I'm not surprised. I'm not even sure what makes people want to become governors. A little power, maybe? A political leg-up? Some spare time to offer and a heart full of good intentions?
Certainly, their workload and responsibilities are awesome. They hire and fire, oversee the curriculum, listen to complaints from parents, and tell the head how the school's money should be spent. Major decisions must be approved by them. And they must form themselves into committees to discuss and evaluate every aspect of school life.
Which is fine when a school is running like a well-oiled machine, but what happens when it isn't? Well, they can simply walk away. They're unpaid volunteers, after all. What an eccentric system it all seems. And occasionally this gives rise to eccentric people, because, like juries, governing bodies contain a fair cross-section of society. Some, like Hilda, I've been delighted to see the back of.

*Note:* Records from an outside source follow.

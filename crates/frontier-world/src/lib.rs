//! World state, spatial indexing and resource progression for the Frontier
//! simulation.
//!
//! This crate owns the authoritative in-memory world: one ordered store per
//! entity kind, a uniform-grid spatial index kept consistent with those
//! stores, the tick clock and the resource sub-processor.
//!
//! # Modules
//!
//! - [`clock`] -- Monotonic tick counter with interval helpers.
//! - [`error`] -- Error types for world-state operations.
//! - [`resource`] -- Gathering cycles, depletion, seed drops, saplings.
//! - [`rng`] -- Deterministic randomness derived from `(seed, tick)`.
//! - [`spatial`] -- Uniform grid index with inclusive radius queries.
//! - [`state`] -- [`WorldState`] and registration operations.

pub mod clock;
pub mod error;
pub mod resource;
pub mod rng;
pub mod spatial;
pub mod state;

// Re-export primary types at crate root.
pub use clock::{ClockError, WorldClock};
pub use error::WorldError;
pub use resource::ResourceRules;
pub use spatial::SpatialIndex;
pub use state::{WorldSettings, WorldState, starting_stats};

A religious fanatic with time on her hands, she spent a great deal of time examining the school's RE policy in excruciating detail and visiting classrooms to make sure it was being adhered to. For several months she was accompanied by the newest addition to the family, and wasn't averse to popping a breast out for the baby, often while the teacher was in full flow. I've never seen children distracted so quickly. Then there was Allun, an empty vessel who made a great deal of noise, but never seemed to be available when there was work to be done or a committee to be attended. I bet there's at least one Allun on every governing body in the country.
But for every pain in the neck there's always a deeply committed and enthusiastic soul, even though there can be a little naivety about the realities of school life. Eleanor was a newly appointed parent governor who wasn't a great fan of our playground toilets. They may be Victorian, she said, but couldn't we put decent paper, in decent holders, on the cubicle walls? Couldn't the children have soap, and paper towels? We explained that the playground helpers carried all these things, as we'd had lots of problems when they'd been put in the toilets. "But the children are so well behaved here," she persisted. "Couldn't we try it again?" We did, and I waited with bated breath.

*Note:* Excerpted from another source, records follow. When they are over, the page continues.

//! Command intake and decoding.
//!
//! The transport layer hands every actor's latest [`RawCommand`] to the
//! [`CommandQueue`]; at most one command per actor survives until the next
//! drain (last write wins). [`CommandQueue::drain`] decodes each raw
//! command into the closed [`Command`] union and returns them in ascending
//! actor order. Anything malformed or stale is dropped and logged at debug
//! level; clients learn nothing about dropped input.

use std::collections::{BTreeMap, BTreeSet};

use serde_json::{Map, Value};
use tracing::debug;

use frontier_types::{ActorId, Command, ItemStack, RawCommand};

/// Why a raw command was dropped.
#[derive(Debug, Clone, PartialEq, Eq, thiserror::Error)]
pub enum DecodeError {
    /// The kind or its parameters did not match any command shape.
    #[error("malformed command: {0}")]
    Malformed(String),

    /// A coordinate is NaN or infinite.
    #[error("non-finite coordinate")]
    NonFinite,

    /// An item list names the same item twice.
    #[error("duplicate item in list")]
    DuplicateItem,

    /// An item stack or feed amount is zero.
    #[error("zero quantity")]
    ZeroQuantity,

    /// A trade that neither offers nor requests anything.
    #[error("empty trade")]
    EmptyTrade,

    /// Submitted for a tick that has not happened yet.
    #[error("submitted for future tick {submitted} (server at {server})")]
    FromFuture {
        /// Client tick.
        submitted: u64,
        /// Server tick at drain.
        server: u64,
    },

    /// Submitted too long ago.
    #[error("stale command from tick {submitted} (server at {server})")]
    Stale {
        /// Client tick.
        submitted: u64,
        /// Server tick at drain.
        server: u64,
    },
}

/// A decoded command paired with the actor that issued it.
#[derive(Debug, Clone, PartialEq)]
pub struct QueuedCommand {
    /// Issuer.
    pub actor: ActorId,
    /// The decoded command.
    pub command: Command,
}

/// Latest raw command per actor, waiting for the next tick.
#[derive(Debug, Clone, Default)]
pub struct CommandQueue {
    pending: BTreeMap<ActorId, RawCommand>,
    max_age_ticks: u64,
}

impl CommandQueue {
    /// Create an empty queue that drops commands older than `max_age_ticks`.
    pub const fn new(max_age_ticks: u64) -> Self {
        Self {
            pending: BTreeMap::new(),
            max_age_ticks,
        }
    }

    /// Store `raw` as `actor`'s command for the upcoming tick, replacing
    /// any earlier one.
    pub fn enqueue(&mut self, actor: ActorId, raw: RawCommand, server_tick: u64) {
        if let Some(previous) = self.pending.insert(actor, raw) {
            debug!(
                actor = %actor,
                replaced = %previous.kind,
                server_tick,
                "command replaced by a later submission"
            );
        }
    }

    /// Number of actors with a pending command.
    pub fn len(&self) -> usize {
        self.pending.len()
    }

    /// Whether nothing is pending.
    pub fn is_empty(&self) -> bool {
        self.pending.is_empty()
    }

    /// Take every pending command, decode it and return the survivors in
    /// ascending actor order.
    pub fn drain(&mut self, server_tick: u64) -> Vec<QueuedCommand> {
        let pending = std::mem::take(&mut self.pending);
        pending
            .into_iter()
            .filter_map(|(actor, raw)| {
                match decode(&raw, server_tick, self.max_age_ticks) {
                    Ok(command) => Some(QueuedCommand { actor, command }),
                    Err(err) => {
                        debug!(actor = %actor, kind = %raw.kind, error = %err, "dropped command");
                        None
                    }
                }
            })
            .collect()
    }
}

// ---------------------------------------------------------------------------
// Decoding
// ---------------------------------------------------------------------------

/// Decode one raw command.
///
/// The kind string and params are reassembled into the adjacently tagged
/// wire form of [`Command`]; parameterless kinds may send `null` or `{}`.
pub fn decode(
    raw: &RawCommand,
    server_tick: u64,
    max_age_ticks: u64,
) -> Result<Command, DecodeError> {
    if raw.submitted_tick > server_tick {
        return Err(DecodeError::FromFuture {
            submitted: raw.submitted_tick,
            server: server_tick,
        });
    }
    if server_tick.saturating_sub(raw.submitted_tick) > max_age_ticks {
        return Err(DecodeError::Stale {
            submitted: raw.submitted_tick,
            server: server_tick,
        });
    }

    let mut wire = Map::new();
    wire.insert(String::from("kind"), Value::String(raw.kind.clone()));
    let empty = match &raw.params {
        Value::Null => true,
        Value::Object(map) => map.is_empty(),
        _ => false,
    };
    if !empty {
        wire.insert(String::from("params"), raw.params.clone());
    }

    let command: Command = serde_json::from_value(Value::Object(wire))
        .map_err(|e| DecodeError::Malformed(e.to_string()))?;
    check_shape(&command)?;
    Ok(command)
}

/// Checks serde cannot express: finite coordinates, positive quantities,
/// unique items and non-empty trades.
fn check_shape(command: &Command) -> Result<(), DecodeError> {
    if let Some(pos) = command.coordinates()
        && !pos.is_finite()
    {
        return Err(DecodeError::NonFinite);
    }
    match command {
        Command::TradePropose {
            offer_items,
            offer_gold,
            request_items,
            request_gold,
            ..
        } => {
            check_stacks(offer_items)?;
            check_stacks(request_items)?;
            if offer_items.is_empty()
                && request_items.is_empty()
                && *offer_gold == 0
                && *request_gold == 0
            {
                return Err(DecodeError::EmptyTrade);
            }
            Ok(())
        }
        Command::Feed { amount: 0, .. } => Err(DecodeError::ZeroQuantity),
        _ => Ok(()),
    }
}

fn check_stacks(stacks: &[ItemStack]) -> Result<(), DecodeError> {
    let mut seen = BTreeSet::new();
    for stack in stacks {
        if stack.quantity == 0 {
            return Err(DecodeError::ZeroQuantity);
        }
        if !seen.insert(stack.item) {
            return Err(DecodeError::DuplicateItem);
        }
    }
    Ok(())
}

#[cfg(test)]
#[allow(clippy::unwrap_used)]
mod tests {
    use serde_json::json;

    use frontier_types::{CombatantRef, Item, MonsterId};

    use super::*;

    fn raw(kind: &str, params: Value, submitted_tick: u64) -> RawCommand {
        RawCommand {
            kind: String::from(kind),
            params,
            submitted_tick,
        }
    }

    #[test]
    fn last_write_wins_per_actor() {
        let mut queue = CommandQueue::new(5);
        let a = ActorId::new();
        queue.enqueue(a, raw("move", json!({"x": 1.0, "y": 1.0}), 3), 3);
        queue.enqueue(a, raw("stop", Value::Null, 3), 3);
        assert_eq!(queue.len(), 1);

        let drained = queue.drain(3);
        assert_eq!(drained.len(), 1);
        assert_eq!(drained.first().unwrap().command, Command::Stop);
        assert!(queue.is_empty());
    }

    #[test]
    fn drain_orders_by_actor_id() {
        let mut queue = CommandQueue::new(5);
        let mut ids: Vec<ActorId> = (0..4).map(|_| ActorId::new()).collect();
        for id in ids.iter().rev() {
            queue.enqueue(*id, raw("stop", json!({}), 1), 1);
        }
        ids.sort();
        let drained: Vec<ActorId> = queue.drain(1).into_iter().map(|q| q.actor).collect();
        assert_eq!(drained, ids);
    }

    #[test]
    fn parameterless_kinds_accept_empty_params() {
        assert_eq!(decode(&raw("stop", json!({}), 1), 1, 5), Ok(Command::Stop));
        assert_eq!(
            decode(&raw("alliance_leave", Value::Null, 1), 1, 5),
            Ok(Command::AllianceLeave)
        );
    }

    #[test]
    fn attack_target_decodes() {
        let id = MonsterId::new();
        let cmd = decode(
            &raw("attack", json!({"target": {"monster": id.to_string()}}), 2),
            2,
            5,
        )
        .unwrap();
        assert_eq!(
            cmd,
            Command::Attack {
                target: CombatantRef::Monster(id)
            }
        );
    }

    #[test]
    fn malformed_input_is_dropped() {
        let cases = [
            raw("teleport", json!({"x": 1.0}), 1),
            raw("move", json!({"x": 1.0}), 1),
            raw("move", json!({"x": "far", "y": 1.0}), 1),
            raw("gather", json!({"resource_id": 7}), 1),
            raw("move", Value::Null, 1),
        ];
        for case in cases {
            assert!(
                matches!(decode(&case, 1, 5), Err(DecodeError::Malformed(_))),
                "{case:?} should be malformed"
            );
        }
    }

    #[test]
    fn zero_and_duplicate_items_are_dropped() {
        let target = ActorId::new().to_string();
        let zero = raw(
            "trade_propose",
            json!({"target_id": target, "offer_items": [{"item": "log", "quantity": 0}]}),
            1,
        );
        assert_eq!(decode(&zero, 1, 5), Err(DecodeError::ZeroQuantity));

        let dup = raw(
            "trade_propose",
            json!({
                "target_id": target,
                "offer_items": [{"item": "log", "quantity": 1}, {"item": "log", "quantity": 2}]
            }),
            1,
        );
        assert_eq!(decode(&dup, 1, 5), Err(DecodeError::DuplicateItem));

        let empty = raw("trade_propose", json!({"target_id": target}), 1);
        assert_eq!(decode(&empty, 1, 5), Err(DecodeError::EmptyTrade));
    }

    #[test]
    fn gold_only_trade_is_kept() {
        let target = ActorId::new();
        let cmd = decode(
            &raw(
                "trade_propose",
                json!({"target_id": target.to_string(), "offer_gold": 5,
                       "request_items": [{"item": "plank", "quantity": 2}]}),
                1,
            ),
            1,
            5,
        )
        .unwrap();
        let wanted = vec![ItemStack {
            item: Item::Plank,
            quantity: 2,
        }];
        assert!(matches!(
            cmd,
            Command::TradePropose { ref request_items, offer_gold: 5, .. } if *request_items == wanted
        ));
    }

    #[test]
    fn zero_feed_is_dropped() {
        let cmd = raw(
            "feed",
            json!({"behemoth_id": frontier_types::BehemothId::new().to_string(), "amount": 0}),
            1,
        );
        assert_eq!(decode(&cmd, 1, 5), Err(DecodeError::ZeroQuantity));
    }

    #[test]
    fn future_and_stale_commands_are_dropped() {
        let future = raw("stop", Value::Null, 11);
        assert!(matches!(
            decode(&future, 10, 5),
            Err(DecodeError::FromFuture { .. })
        ));
        let stale = raw("stop", Value::Null, 4);
        assert!(matches!(decode(&stale, 10, 5), Err(DecodeError::Stale { .. })));
        let oldest_allowed = raw("stop", Value::Null, 5);
        assert!(decode(&oldest_allowed, 10, 5).is_ok());
    }
}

By Thursday, it looked as if it had been snowing. A visiting after-school group had decided there was a lot of fun to be had from decorating the school garden with Tesco's best. Then, on Friday, things took a turn for the worse in the shape of a large forehead lump, a swollen eye and a cut lip. Infants Billy, Rashid and Thomas had been playing "Pirates of the Caribbean" (health and safety unapproved version), using the paper towels to fashion pirates' hats and the little bars of soap as missiles. Billy had dodged the missiles by hiding under a sink, but then cracked his head on it when he stood up. Following a further week of incidents, the governor agreed it might be best if we went back to the old system, whereby the materials were freely available from the duty helper's bag, but you had to ask first.
New governors are invariably enthusiastic, but this enthusiasm can sometimes be tempered by a rude awakening, as it was on the morning I was explaining the security system to our new deputy chair. Looking up at the monitor, he watched a parent hover by the main gate for a few moments, and was then astonished to see her stuff the recently delivered staffroom milk under her coat and disappear rapidly down the street.
Mike Kent is head of Comber Grove primary, London borough of Southwark.